On Mon, 9 Jun 2014 14:35:53 +0300
"Michael S. Tsirkin" <mst@redhat.com> wrote:

> On Mon, Jun 09, 2014 at 01:32:46PM +0200, Igor Mammedov wrote:
> > On Mon, 9 Jun 2014 18:25:23 +0800
> > Hu Tao <hutao@cn.fujitsu.com> wrote:
> > 
> > > From: Paolo Bonzini <pbonzini@redhat.com>
> > > 
> > > Signed-off-by: Paolo Bonzini <pbonzini@redhat.com>
> > > Signed-off-by: Hu Tao <hutao@cn.fujitsu.com>
> > > ---
> > >  backends/Makefile.objs  |   1 +
> > >  backends/hostmem-file.c | 107 ++++++++++++++++++++++++++++++++++++++++++++++++
> > >  2 files changed, 108 insertions(+)

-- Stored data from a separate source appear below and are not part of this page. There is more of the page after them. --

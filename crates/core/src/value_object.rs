//! Value object trait: equality by value, not identity.
//!
//! Amounts, percentages, order numbers and tax splits are value objects: two
//! with the same attributes are interchangeable, and "changing" one means
//! computing a new one.

/// Marker trait for value objects.
///
/// Value objects are **immutable** and **compared by value**. They must be
/// cheap to clone and debuggable, since they show up in events and logs.
///
/// ```ignore
/// #[derive(Debug, Clone, PartialEq, Eq)]
/// struct OrderNumber { /* ... */ }
///
/// impl ValueObject for OrderNumber {}
/// ```
pub trait ValueObject: Clone + PartialEq + core::fmt::Debug {}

> > >  create mode 100644 backends/hostmem-file.c
> > > 
> > > diff --git a/backends/Makefile.objs b/backends/Makefile.objs
> > > index 7fb7acd..506a46c 100644
> > > --- a/backends/Makefile.objs
> > > +++ b/backends/Makefile.objs
> > > @@ -8,3 +8,4 @@ baum.o-cflags := $(SDL_CFLAGS)

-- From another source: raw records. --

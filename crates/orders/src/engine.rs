//! `OrderLineEngine`: the order-entry session driving an [`OrderDraft`].
//!
//! Every mutating call goes through the draft's `handle`/`apply`. A rejected
//! call leaves the draft untouched, returns the error and queues an error
//! notice for the UI; the engine itself never performs I/O beyond the injected
//! counter store.

use chrono::NaiveDate;
use serde::{Deserialize, Serialize};

use orderline_core::{Aggregate, AggregateRoot, DomainError, DomainResult, DraftId, Event, Percent};

use crate::config::EngineConfig;
use crate::counter::{OrderCounterStore, OrderSequencer};
use crate::draft::{DraftCommand, DraftEvent, DraftRules, OrderDraft};
use crate::line::{LineDetails, LineDiscount, LineItem};
use crate::master::{CustomerMaster, ItemMaster};
use crate::numbering::OrderNumber;
use crate::record::{OrderRecord, SessionContext, build_records};
use crate::tax::missing_state_warning;
use crate::totals::OrderTotals;

#[derive(Debug, Clone, Copy, PartialEq, Eq, Serialize, Deserialize)]
#[serde(rename_all = "lowercase")]
pub enum NoticeLevel {
    Info,
    Warning,
    Error,
}

/// User-facing message produced by an engine call.
#[derive(Debug, Clone, PartialEq, Eq, Serialize, Deserialize)]
pub struct Notice {
    pub level: NoticeLevel,
    pub message: String,
}

impl Notice {
    fn info(message: impl Into<String>) -> Self {
        Self {
            level: NoticeLevel::Info,
            message: message.into(),
        }
    }

    fn warning(message: impl Into<String>) -> Self {
        Self {
            level: NoticeLevel::Warning,
            message: message.into(),
        }
    }

    fn error(message: impl Into<String>) -> Self {
        Self {
            level: NoticeLevel::Error,
            message: message.into(),
        }
    }
}

/// A submitted order, ready to be posted by the caller.
#[derive(Debug, Clone, PartialEq, Eq)]
pub struct Submission {
    pub order_number: OrderNumber,
    pub order_date: NaiveDate,
    pub totals: OrderTotals,
    pub records: Vec<OrderRecord>,
}

/// Parse a quantity typed into the grid.
///
/// `Ok(None)` for blank input. Anything but ASCII digits (signs, separators,
/// decimal points) is a validation error, as is a value beyond `u32`.
pub fn parse_quantity(raw: &str) -> DomainResult<Option<u32>> {
    let trimmed = raw.trim();
    if trimmed.is_empty() {
        return Ok(None);
    }
    let invalid = || DomainError::validation(format!("invalid quantity: {raw:?}"));

    if !trimmed.bytes().all(|b| b.is_ascii_digit()) {
        return Err(invalid());
    }
    trimmed.parse::<u32>().map(Some).map_err(|_| invalid())
}

pub struct OrderLineEngine<S> {
    draft: OrderDraft,
    sequencer: OrderSequencer<S>,
    session: SessionContext,
    notices: Vec<Notice>,
}

impl<S: OrderCounterStore> OrderLineEngine<S> {
    /// Open an order-entry session for `today`.
    ///
    /// The order number comes from the counter store; distributor sessions
    /// start with their own account selected as the customer.
    pub fn open(config: &EngineConfig, store: S, session: SessionContext, today: NaiveDate) -> Self {
        let sequencer = OrderSequencer::new(store, config.order_number_format());
        let order_number = sequencer.peek(today);
        let draft = OrderDraft::open(DraftId::new(), DraftRules::from(config), order_number, today);

        tracing::debug!(
            draft_id = %draft.id(),
            order_no = %draft.order_number(),
            channel = ?session.channel,
            "order draft opened"
        );

        let mut engine = Self {
            draft,
            sequencer,
            session,
            notices: Vec::new(),
        };
        engine.select_own_account();
        engine
    }

    pub fn draft(&self) -> &OrderDraft {
        &self.draft
    }

    pub fn session(&self) -> &SessionContext {
        &self.session
    }

    pub fn order_number(&self) -> &OrderNumber {
        self.draft.order_number()
    }

    pub fn lines(&self) -> &[LineItem] {
        self.draft.lines()
    }

    pub fn pending_line(&self) -> Option<&LineItem> {
        self.draft.pending()
    }

    pub fn counter_store(&self) -> &S {
        self.sequencer.store()
    }

    /// Take the notices queued since the last call.
    pub fn drain_notices(&mut self) -> Vec<Notice> {
        std::mem::take(&mut self.notices)
    }

    /// Add `quantity` of `item`, merging with an existing line for the same
    /// item unless the configured policy is `Append`. Returns the resulting line.
    pub fn add_line(&mut self, item: &ItemMaster, quantity: u32) -> DomainResult<LineItem> {
        self.add_line_with(item, quantity, LineDetails::default())
    }

    pub fn add_line_with(
        &mut self,
        item: &ItemMaster,
        quantity: u32,
        details: LineDetails,
    ) -> DomainResult<LineItem> {
        let events = self.run(DraftCommand::AddLine {
            item: item.clone(),
            quantity,
            details,
        })?;

        let index = events
            .iter()
            .find_map(|event| match event {
                DraftEvent::LineMerged { index, .. } => Some(*index),
                DraftEvent::LineAdded { .. } => Some(self.draft.lines().len() - 1),
                _ => None,
            })
            .ok_or_else(|| DomainError::invariant("add_line produced no line"))?;

        let merged = events
            .iter()
            .any(|event| matches!(event, DraftEvent::LineMerged { .. }));
        if merged {
            self.notices.push(Notice::warning(
                "Entered product already there; added with previous quantity",
            ));
        } else {
            self.notices.push(Notice::info("Item added successfully"));
        }

        self.draft
            .line(index)
            .cloned()
            .ok_or_else(|| DomainError::invariant("added line missing"))
    }

    /// Add the staged pending line (see [`OrderLineEngine::edit_pending_line`]).
    pub fn commit_pending_line(&mut self) -> DomainResult<LineItem> {
        let Some(pending) = self.draft.pending().cloned() else {
            let err = DomainError::validation("item not selected");
            self.notices.push(Notice::error(err.to_string()));
            return Err(err);
        };

        let item = ItemMaster {
            item_code: pending.item_code().to_string(),
            name: pending.item_name().to_string(),
            rate: pending.rate(),
            tax_rate_percent: pending.tax_rate_percent(),
            hsn_code: pending.hsn_code().to_string(),
            unit_of_measure: Some(pending.unit_of_measure().to_string()),
        };
        self.add_line_with(&item, pending.quantity(), pending.details().clone())
    }

    /// Stage the line being edited so its amounts are previewed (and follow
    /// customer state changes) before it is added.
    pub fn edit_pending_line(
        &mut self,
        item: &ItemMaster,
        quantity: u32,
        details: LineDetails,
    ) -> DomainResult<&LineItem> {
        self.run(DraftCommand::StagePendingLine {
            item: item.clone(),
            quantity,
            details,
        })?;
        self.draft
            .pending()
            .ok_or_else(|| DomainError::invariant("pending line missing"))
    }

    pub fn clear_pending_line(&mut self) {
        // ClearPendingLine never fails.
        let _ = self.run(DraftCommand::ClearPendingLine);
    }

    /// Remove the line at `index`; out-of-range indices are ignored.
    pub fn remove_line(&mut self, index: usize) {
        if let Ok(events) = self.run(DraftCommand::RemoveLine { index }) {
            if !events.is_empty() {
                self.notices.push(Notice::info("Item removed from order"));
            }
        }
    }

    /// Update a line's quantity from raw grid input.
    ///
    /// Blank input zeroes the line. Non-numeric, fractional or negative input
    /// is rejected and the line keeps its previous values.
    pub fn update_quantity(&mut self, index: usize, raw: &str) -> DomainResult<LineItem> {
        let quantity = match parse_quantity(raw) {
            Ok(quantity) => quantity.unwrap_or(0),
            Err(err) => {
                tracing::debug!(index, input = raw, "quantity update rejected");
                self.notices.push(Notice::error(err.to_string()));
                return Err(err);
            }
        };

        self.run(DraftCommand::UpdateQuantity { index, quantity })?;
        self.draft
            .line(index)
            .cloned()
            .ok_or_else(|| DomainError::invariant("updated line missing"))
    }

    /// Apply trade and special discount percentages to a line.
    pub fn set_line_discount(
        &mut self,
        index: usize,
        percent: Percent,
        special_percent: Percent,
    ) -> DomainResult<LineItem> {
        self.run(DraftCommand::SetLineDiscount {
            index,
            discount: LineDiscount::new(percent, special_percent),
        })?;
        self.draft
            .line(index)
            .cloned()
            .ok_or_else(|| DomainError::invariant("discounted line missing"))
    }

    /// Set the customer's state and re-tax every line, including the pending one.
    pub fn set_customer_state(&mut self, state: &str) {
        // SetCustomerState never fails; an unknown state only warns.
        let _ = self.run(DraftCommand::SetCustomerState {
            state: state.to_string(),
        });
    }

    /// Select a customer; its state decides the tax treatment.
    pub fn select_customer(&mut self, customer: &CustomerMaster) {
        let _ = self.run(DraftCommand::SelectCustomer {
            customer: customer.clone(),
        });
    }

    pub fn set_remarks(&mut self, remarks: &str) {
        let _ = self.run(DraftCommand::SetRemarks {
            remarks: remarks.to_string(),
        });
    }

    /// Totals over the current lines. Pure; safe to call at any time.
    pub fn compute_totals(&self) -> OrderTotals {
        self.draft.totals()
    }

    /// Move a draft opened on an earlier day to `today`: it takes today's
    /// next order number and keeps its lines.
    pub fn roll_date(&mut self, today: NaiveDate) {
        let order_number = self.sequencer.peek(today);
        if let Ok(events) = self.run(DraftCommand::Renumber {
            order_number,
            order_date: today,
        }) {
            if !events.is_empty() {
                tracing::info!(order_no = %self.draft.order_number(), %today, "order draft moved to a new day");
            }
        }
    }

    /// [`OrderLineEngine::submit`] as of `today`; a session left open past
    /// midnight submits under the new day's date and number.
    pub fn submit_on(&mut self, today: NaiveDate) -> DomainResult<Submission> {
        self.roll_date(today);
        self.submit()
    }

    /// Turn the draft into persistence records, consume its order number and
    /// start a fresh draft on the draft's order date.
    ///
    /// The draft is left untouched when it has no lines, when no customer is
    /// selected on a channel that needs one, or when the counter store
    /// rejects the write.
    pub fn submit(&mut self) -> DomainResult<Submission> {
        match self.prepare_submission() {
            Ok(submission) => {
                tracing::info!(
                    order_no = %submission.order_number,
                    lines = submission.records.len(),
                    total_payable = %submission.totals.total_payable,
                    "order submitted"
                );
                self.notices
                    .push(Notice::info("Order placed and waiting for approval"));
                self.reset(submission.order_date);
                Ok(submission)
            }
            Err(err) => {
                tracing::warn!(error = %err, order_no = %self.draft.order_number(), "order submission rejected");
                self.notices.push(Notice::error(err.to_string()));
                Err(err)
            }
        }
    }

    /// Discard the draft without consuming its order number.
    pub fn cancel(&mut self) {
        self.cancel_on(self.draft.order_date());
    }

    /// Discard the draft and start the next one dated `today`.
    pub fn cancel_on(&mut self, today: NaiveDate) {
        tracing::debug!(order_no = %self.draft.order_number(), "order draft cancelled");
        self.reset(today);
    }

    fn prepare_submission(&self) -> DomainResult<Submission> {
        if self.draft.is_empty() {
            return Err(DomainError::validation(
                "no items in the order; add items before submitting",
            ));
        }

        let customer = match self.draft.customer() {
            Some(customer) => customer.clone(),
            None if !self.session.channel.requires_customer_selection() => {
                self.session.own_account()
            }
            None => return Err(DomainError::validation("please select a customer")),
        };

        let submission = Submission {
            order_number: self.draft.order_number().clone(),
            order_date: self.draft.order_date(),
            totals: self.draft.totals().rounded(),
            records: build_records(&self.draft, &self.session, &customer),
        };

        self.sequencer
            .commit(&submission.order_number, submission.order_date)?;
        Ok(submission)
    }

    fn reset(&mut self, order_date: NaiveDate) {
        let order_number = self.sequencer.peek(order_date);
        let _ = self.run(DraftCommand::Reset {
            order_number,
            order_date,
        });
        self.select_own_account();
    }

    fn select_own_account(&mut self) {
        if !self.session.channel.requires_customer_selection() {
            let account = self.session.own_account();
            let _ = self.run(DraftCommand::SelectCustomer { customer: account });
        }
    }

    fn run(&mut self, command: DraftCommand) -> DomainResult<Vec<DraftEvent>> {
        match self.draft.execute(&command) {
            Ok(events) => {
                for event in &events {
                    tracing::debug!(
                        event = event.event_type(),
                        version = self.draft.version(),
                        "draft event applied"
                    );
                    self.note_state_warning(event);
                }
                Ok(events)
            }
            Err(err) => {
                tracing::debug!(error = %err, "draft command rejected");
                self.notices.push(Notice::error(err.to_string()));
                Err(err)
            }
        }
    }

    fn note_state_warning(&mut self, event: &DraftEvent) {
        let missing = matches!(
            event,
            DraftEvent::CustomerSelected {
                state_missing: true,
                ..
            } | DraftEvent::CustomerStateChanged {
                state_missing: true,
                ..
            }
        );
        if missing {
            let warning = missing_state_warning();
            tracing::warn!(order_no = %self.draft.order_number(), "{warning}");
            self.notices.push(Notice::warning(warning.to_string()));
        }
    }
}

> > >  common-obj-$(CONFIG_TPM) += tpm.o
> > >  
> > >  common-obj-y += hostmem.o hostmem-ram.o
> > > +common-obj-$(CONFIG_LINUX) += hostmem-file.o
> > > diff --git a/backends/hostmem-file.c b/backends/hostmem-file.c
> > > new file mode 100644
> > > index 0000000..b8df933
> > > --- /dev/null
> > > +++ b/backends/hostmem-file.c
> > > @@ -0,0 +1,107 @@
> > > +/*
> > > + * QEMU Host Memory Backend for hugetlbfs
> > > + *
> > > + * Copyright (C) 2013 Red Hat Inc
> > > + *
> > > + * Authors:
> > > + *   Paolo Bonzini <pbonzini@redhat.com>
> > > + *
> > > + * This work is licensed under the terms of the GNU GPL, version 2 or later.
> > > + * See the COPYING file in the top-level directory.
> > > + */
> > > +#include "sysemu/hostmem.h"
> > > +#include "qom/object_interfaces.h"
> > > +
> > > +/* hostmem-file.c */
> > > +/**
> > > + * @TYPE_MEMORY_BACKEND_FILE:
> > > + * name of backend that uses mmap on a file descriptor
> > > + */
> > > +#define TYPE_MEMORY_BACKEND_FILE "memory-backend-file"
> > how about naming it after what it really is? "memory-backend-hugepage"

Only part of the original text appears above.